Searching module

ZydecoSue has asked for the wisdom of the Perl Monks concerning the following question:

Replies are listed 'Best First'.

Re: Searching module
by eduardo (Curate) on Jan 30, 2001 at 00:38 UTC

I noticed that CPAN contains one called Search-InvertedIndex, but that seems really complicated for I thought should be a simple task.

eduardo

<a href="http://www1.fatbrain.com/asp/bookinfo/bookinfo.asp?theisbn=0201896850&vm=">Sorting and Searching</a>

That which has a key
That which does not have a key

Create a database with primary keys
Create DBM's which you tie
Create keyed index files
Use some pre-built system (it's amazing what's out there)

Google

Glimpse is an amazing produce for full text searching
ht://dig is also pretty good

Re: Searching module
by eg (Friar) on Jan 29, 2001 at 23:31 UTC

How about ht://dig or webglimpse? An indexing scheme will always be faster then a straight linear search through all of your data.

[reply]

Re: Searching module
by lemming (Priest) on Jan 30, 2001 at 01:20 UTC

Search Engine Theory

Search engine

Can dynamic sites be parsed by search engine robots?

Miniature search engine

eduardo

[reply]

Re: Searching module
by baku (Scribe) on Jan 30, 2001 at 01:47 UTC

All due deference to the learned ones, and keeping in mind that you don't want a database: use a "database."

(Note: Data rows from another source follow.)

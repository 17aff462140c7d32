// Keyboard teleop over the serial link
// WASD drive/strafe, Z/X rotate, R/F speed, M manual, N closed-loop,
// space stop, Q quit
use clap::Parser;
use crossterm::{
    event::{self, Event, KeyCode, KeyEvent, KeyEventKind},
    terminal::{disable_raw_mode, enable_raw_mode},
};
use std::time::{Duration, Instant};
use tracing::{info, warn};

use mecanum_drive_runtime::config::{LINK_BAUDRATE, LINK_PORT};
use mecanum_drive_runtime::link::{Link, SerialLink};
use mecanum_drive_runtime::messages::{BodyVelocity, ControlMode, EncoderTelemetry};

const SPEEDS: [f32; 3] = [0.3, 0.6, 1.0]; // normalized
const INPUT_TIMEOUT_MS: u64 = 100; // Reset velocities after this much time with no input
const SEND_PERIOD: Duration = Duration::from_millis(50); // well inside the robot watchdog

#[derive(Debug, Parser)]
#[command(about = "Keyboard teleop for the Mecanum base")]
struct Args {
    #[arg(short, long, default_value = LINK_PORT)]
    port: String,

    #[arg(short, long, default_value_t = LINK_BAUDRATE)]
    baudrate: u32,
}

/// Outcome of one key press
#[derive(Debug, PartialEq)]
enum Action {
    None,
    Send(String),
    Quit,
}

struct Teleop {
    speed_idx: usize,
    velocity: BodyVelocity,
    last_movement_input: Instant,
}

impl Teleop {
    fn new(now: Instant) -> Self {
        Self {
            speed_idx: 0,
            velocity: BodyVelocity::zero(),
            last_movement_input: now,
        }
    }

    fn on_key(&mut self, code: KeyCode, now: Instant) -> Action {
        let speed = SPEEDS[self.speed_idx];
        match code {
            KeyCode::Char('w') => self.velocity.vx = speed,
            KeyCode::Char('s') => self.velocity.vx = -speed,
            KeyCode::Char('a') => self.velocity.vy = speed,
            KeyCode::Char('d') => self.velocity.vy = -speed,
            KeyCode::Char('z') => self.velocity.w = speed,
            KeyCode::Char('x') => self.velocity.w = -speed,

            KeyCode::Char(' ') => {
                self.velocity = BodyVelocity::zero();
                return Action::Send(vel_line(self.velocity));
            }

            KeyCode::Char('r') => {
                self.speed_idx = (self.speed_idx + 1).min(SPEEDS.len() - 1);
                info!("Speed: {}", SPEEDS[self.speed_idx]);
                return Action::None;
            }
            KeyCode::Char('f') => {
                self.speed_idx = self.speed_idx.saturating_sub(1);
                info!("Speed: {}", SPEEDS[self.speed_idx]);
                return Action::None;
            }

            KeyCode::Char('m') => return Action::Send(mode_line(ControlMode::Manual)),
            KeyCode::Char('n') => return Action::Send(mode_line(ControlMode::ClosedLoop)),

            KeyCode::Char('q') | KeyCode::Esc => return Action::Quit,

            _ => return Action::None,
        }
        self.last_movement_input = now;
        Action::None
    }

    /// Velocity to send this period, zeroed when keys were released
    fn current(&mut self, now: Instant) -> BodyVelocity {
        if now.duration_since(self.last_movement_input) > Duration::from_millis(INPUT_TIMEOUT_MS) {
            self.velocity = BodyVelocity::zero();
        }
        self.velocity
    }
}

fn vel_line(v: BodyVelocity) -> String {
    format!(
        "VEL {:.2} {:.2} {:.2}",
        v.vx.clamp(-1.0, 1.0),
        v.vy.clamp(-1.0, 1.0),
        v.w.clamp(-1.0, 1.0)
    )
}

fn mode_line(mode: ControlMode) -> String {
    format!("MODE {}", mode.protocol_name())
}

fn main() -> Result<(), Box<dyn std::error::Error + Send + Sync>> {
    tracing_subscriber::fmt().with_env_filter("info").init();

    let args = Args::parse();
    let mut link = SerialLink::open(&args.port, args.baudrate)?;
    link.write_line("PING")?;

    info!("Controls: WASD=move, Z/X=rotate, R/F=speed, M/N=mode, SPACE=stop, Q=quit");

    enable_raw_mode()?;
    let result = run_teleop(&mut link);
    disable_raw_mode()?;

    // Leave the robot stopped
    link.write_line(&vel_line(BodyVelocity::zero()))?;
    result
}

fn run_teleop(link: &mut SerialLink) -> Result<(), Box<dyn std::error::Error + Send + Sync>> {
    let mut teleop = Teleop::new(Instant::now());
    let mut inbound = Vec::new();
    let mut last_send = Instant::now();

    loop {
        if event::poll(Duration::from_millis(10))? {
            if let Event::Key(KeyEvent { code, kind, .. }) = event::read()? {
                let pressed = kind == KeyEventKind::Press || kind == KeyEventKind::Repeat;
                if pressed {
                    match teleop.on_key(code, Instant::now()) {
                        Action::Send(line) => link.write_line(&line)?,
                        Action::Quit => break,
                        Action::None => {}
                    }
                }
            }
        }

        if last_send.elapsed() >= SEND_PERIOD {
            last_send = Instant::now();
            let velocity = teleop.current(last_send);
            link.write_line(&vel_line(velocity))?;
        }

        drain_inbound(link, &mut inbound)?;
    }

    Ok(())
}

// Log whatever the robot sent back, one line at a time
fn drain_inbound(
    link: &mut SerialLink,
    inbound: &mut Vec<u8>,
) -> Result<(), Box<dyn std::error::Error + Send + Sync>> {
    let mut chunk = [0u8; 256];
    loop {
        let n = link.read_available(&mut chunk)?;
        if n == 0 {
            return Ok(());
        }
        for &byte in &chunk[..n] {
            if byte != b'\n' && byte != b'\r' {
                inbound.push(byte);
                continue;
            }
            if inbound.is_empty() {
                continue;
            }
            let line = String::from_utf8_lossy(inbound).to_string();
            inbound.clear();
            match line.parse::<EncoderTelemetry>() {
                Ok(telemetry) => info!("ticks {:?} speeds {:?}", telemetry.ticks, telemetry.speeds),
                Err(_) if line.starts_with("ENC") => warn!("Malformed telemetry: {}", line),
                Err(_) => info!("Robot: {}", line),
            }
        }
    }
}
// Simulated base for running the full loop without hardware
//
// Each wheel is a first-order lag from motor output to speed. A background
// thread integrates the model and feeds whole ticks into the encoder bank
// through the same capture entry point a GPIO interrupt would use.

use std::sync::atomic::{AtomicBool, AtomicI32, Ordering};
use std::sync::Arc;
use std::thread::{self, JoinHandle};
use std::time::{Duration, Instant};

use tracing::{debug, info};

use super::actuator::{MotorActuator, MotorOutput, Result};
use super::encoder::EncoderBank;
use super::kinematics::Wheel;
use crate::config::ACTUATOR_OUTPUT_MAX;

/// Physical parameters of a simulated wheel
#[derive(Debug, Clone, Copy)]
pub struct PlantParams {
    /// Steady-state speed at full output, ticks/s
    pub free_speed: f32,
    /// Time constant of the speed response, seconds
    pub time_constant: f32,
    pub step: Duration,
}

impl Default for PlantParams {
    fn default() -> Self {
        Self {
            free_speed: 600.0,
            time_constant: 0.15,
            step: Duration::from_millis(1),
        }
    }
}

/// Speed model of one wheel
#[derive(Debug, Clone, Default)]
pub struct WheelPlant {
    speed: f32,
    // Fractional ticks not yet emitted
    accumulator: f32,
}

impl WheelPlant {
    pub fn speed(&self) -> f32 {
        self.speed
    }

    /// Advance by `dt` seconds under `drive` in [-1, 1]
    ///
    /// Returns the signed number of whole ticks produced during the step.
    pub fn step(&mut self, drive: f32, dt: f32, params: &PlantParams) -> i64 {
        if dt <= 0.0 {
            return 0;
        }
        let steady = drive.clamp(-1.0, 1.0) * params.free_speed;
        let blend = (dt / params.time_constant).min(1.0);
        self.speed += (steady - self.speed) * blend;

        self.accumulator += self.speed * dt;
        let whole = self.accumulator.trunc();
        self.accumulator -= whole;
        whole as i64
    }
}

pub struct SimulatedBase {
    // Signed output per wheel as last applied
    outputs: Arc<[AtomicI32; 4]>,
    running: Arc<AtomicBool>,
    thread_handle: Option<JoinHandle<()>>,
}

impl SimulatedBase {
    /// Start the plant thread feeding `encoders`
    pub fn spawn(encoders: Arc<EncoderBank>, params: PlantParams) -> Self {
        let outputs: Arc<[AtomicI32; 4]> = Arc::new(Default::default());
        let running = Arc::new(AtomicBool::new(true));

        let handle = {
            let outputs = Arc::clone(&outputs);
            let running = Arc::clone(&running);
            thread::spawn(move || {
                let mut plants: [WheelPlant; 4] = Default::default();
                let mut last = Instant::now();

                while running.load(Ordering::Relaxed) {
                    thread::sleep(params.step);
                    let now = Instant::now();
                    let dt = now.duration_since(last).as_secs_f32();
                    last = now;

                    for wheel in Wheel::ALL {
                        let i = wheel.index();
                        let drive =
                            outputs[i].load(Ordering::Relaxed) as f32 / ACTUATOR_OUTPUT_MAX as f32;
                        let ticks = plants[i].step(drive, dt, &params);
                        for _ in 0..ticks.abs() {
                            encoders.capture(wheel, ticks > 0);
                        }
                    }
                }
                debug!("Simulated base thread stopped");
            })
        };

        info!(
            "Simulated base started: {} ticks/s free speed, {}s time constant",
            params.free_speed, params.time_constant
        );

        Self {
            outputs,
            running,
            thread_handle: Some(handle),
        }
    }

    /// Signed outputs currently applied [front_left, front_right, rear_right, rear_left]
    pub fn outputs(&self) -> [i32; 4] {
        Wheel::ALL.map(|wheel| self.outputs[wheel.index()].load(Ordering::Relaxed))
    }
}

impl MotorActuator for SimulatedBase {
    fn apply(&mut self, wheel: Wheel, output: MotorOutput) -> Result<()> {
        self.outputs[wheel.index()].store(output.signed(), Ordering::Relaxed);
        Ok(())
    }
}

impl Drop for SimulatedBase {
    fn drop(&mut self) {
        self.running.store(false, Ordering::Relaxed);
        if let Some(handle) = self.thread_handle.take() {
            let _ = handle.join();
        }
    }
}

#[cfg(test)]
mod tests {
    use super::*;

    #[test]
    fn test_plant_settles_at_free_speed() {
        let params = PlantParams::default();
        let mut plant = WheelPlant::default();
        let mut ticks = 0;
        for _ in 0..2000 {
            ticks += plant.step(1.0, 0.001, &params);
        }
        assert!(
            (plant.speed() - params.free_speed).abs() < 1.0,
            "Plant speed {} did not settle",
            plant.speed()
        );
        assert!(ticks > 900 && ticks < 1200, "Unexpected tick count {}", ticks);
    }

    #[test]
    fn test_plant_reverse_produces_negative_ticks() {
        let params = PlantParams::default();
        let mut plant = WheelPlant::default();
        let ticks: i64 = (0..500).map(|_| plant.step(-0.5, 0.001, &params)).sum();
        assert!(ticks < 0);
    }

    #[test]
    fn test_plant_zero_dt() {
        let mut plant = WheelPlant::default();
        assert_eq!(plant.step(1.0, 0.0, &PlantParams::default()), 0);
        assert_eq!(plant.speed(), 0.0);
    }

    #[test]
    fn test_simulated_base_moves_encoders() {
        let encoders = Arc::new(EncoderBank::new());
        let mut base = SimulatedBase::spawn(Arc::clone(&encoders), PlantParams::default());

        base.apply(Wheel::FrontRight, MotorOutput::from_command(1.0, 1))
            .unwrap();
        assert_eq!(base.outputs()[1], ACTUATOR_OUTPUT_MAX as i32);

        thread::sleep(Duration::from_millis(300));
        drop(base);

        let positions = encoders.positions();
        assert!(positions[1] > 0, "Front-right did not move: {:?}", positions);
        assert_eq!(positions[0], 0);
    }
}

Actually, look into using a tie()'d hash to several (Berkeley DB or similar) files: e.g.

 tie %artist, DB_File, "$vardir/artists.db";
 tie %album, DB_File, "$vardir/title.db";
 tie %track, DB_File, "$vardir/track.db";
[download]

This means your indexer can do something like:

 # tie to new files to keep from accidentally
 # re-using old values and to not update the db
 # while it may be being read by the search client

 my $vardir = "/var/music"; # whatever

 tie %artist, DB_File, "$vardir/.#artist.db#";
 tie %album, DB_File, "$vardir/.#album.db#";
 tie %track, DB_File, "$vardir/.#track.db#";
 tie %by_id, DB_File, "$vardir/.#by_id.db#";
 tie %keyword, DB_File, "$vardie/.#keyword.db#";

 my $id = 0;

 open INDEX, "$vardir/my_ascii_index.csv" or
   die "can't index if I can't read the index: $!";

 for my $line (<INDEX>)
 {
   my $this_artist, $this_album, @album_tracks = split /,/, $line;
   $artist{$this_artist} .= $id . ',';
   $album{$this_album} .= $id . ',';
   for my $this_track (@album_tracks)
   {
     $track{$this_track} .= $id . ',';
   }
   $by_id{$id} = join "\x00", $this_artist, $this_album,
     @album_tracks;
   for my $word (split /\s/, join (" ", $this_artist,
     $this_album, @album_tracks) )
   {
     $keyword{$word} .= $id . ',';
   }
   $id++;
 }

 close INDEX;
 untie %album;
 untie %artist;
 untie %by_id;
 untie %album;
 untie %keyword;

#[the data file assumed above would read like:
# Pearl Jam,ten,Jeremy,Black,... 
# and could be created in Gnumeric or Excel as a CSV file]
[download]

That's really nasty, not to mention probably very inefficient, but could be easy to adapt to your particular inputs...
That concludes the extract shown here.